Yesterday, we had our Week 4 session at the Colloquium, featuring
Eric Toder’s Lessons the United States Can Learn From Other Countries’Territorial Systems for Taxing Income of Multinational Corporations (co-authored by Rosanne Altshuler and Stephen Shay). The following is an expanded version of a
much shorter outline that I prepared to guide my portion of the discussion.
1.
International tax policy at a crossroads
(a) International tax policy is arguably at a
crossroads. It has been there for a
while, and may stay there for a while.
But changes on the ground have important implications for current
regime’s workability. This comes from 2 related
but distinct types of changes: rising actual global capital mobility, and
advances in tax planning technology that create greater mobility for reported income, even if just from
paper-shuffling. The latter reflects not
just ongoing innovation by tax planners, but also rule changes – e.g., U.S.

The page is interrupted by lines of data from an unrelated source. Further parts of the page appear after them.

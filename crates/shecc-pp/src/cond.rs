//! Conditional-inclusion stack for `#if`/`#ifdef`/`#ifndef`/`#elif`/
//! `#else`/`#endif` (spec §4.B "Conditional inclusion").
//!
//! Skip-scanning is implicit: the main expansion loop in `lib.rs` simply
//! drops every non-directive token while [`currently_active`] is false,
//! rather than running a separate scanner pass.

#[derive(Clone, Copy, PartialEq, Eq, Debug)]
pub enum CondCtx {
    IfThen,
    ElifThen,
    ElseThen,
}

pub struct CondFrame {
    pub ctx: CondCtx,
    /// Whether this frame's current branch is included, considering
    /// both its own condition and every enclosing frame's.
    pub included: bool,
    /// Whether any branch of this `#if`/`#elif*`/`#else` chain has been
    /// taken yet, so a later `#elif`/`#else` can short-circuit.
    pub taken_any: bool,
}

/// True if every frame on the stack currently admits its body, i.e. the
/// innermost active branch is in effect.
pub fn currently_active(stack: &[CondFrame]) -> bool {
    stack.iter().all(|f| f.included)
}

/// Whether the frame enclosing the top of `stack` is active — used when
/// evaluating a new `#elif`/`#else` condition, which must not fire at
/// all if an outer conditional has already excluded this region.
pub fn parent_active(stack: &[CondFrame]) -> bool {
    stack[..stack.len().saturating_sub(1)]
        .iter()
        .all(|f| f.included)
}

adoption of check-the-box rules and these rules’ disregard of transparent
single-owner entities (leading to the effective quasi-repeal of our CFC rules). All this has fueled the newspaper headlines
we see about Apple, Google, GE, corporate inversions, etc. It also has influenced the U.K. & Japan
to change their international tax systems in ways that have been described as replacing
“worldwide” systems with “territorial” ones.
(b) Many argue that the U.S. should do this too. But there has also been pushback, as per calls
in the U.S. for tougher rules and the OECD BEPS initiative. Overall, our options could be classified as “retreat”
versus “advance” versus “do something different entirely” (such as replacing the
corporate income tax, and/or the entire U.S. tax system, with something very
different – there are several alternatives that would eliminate the current
dilemmas of international tax policy, which rest on the problems associated
with entity-level income taxation).
(c) The paper’s main takeaways are twofold. First, the “worldwide vs. territorial” framework
is not a useful way of describing our choices.
Second, a simplistic narrative holding that the U.S. must become territorial
because otherwise we will be “out-of-step” is wrong on two grounds: in some
respects we aren’t actually that out-of-step, and neither Japan’s nor the U.K.’s
reasons for adopting changes apply to us.
2.
What’s wrong with the “worldwide versus territorial” framework?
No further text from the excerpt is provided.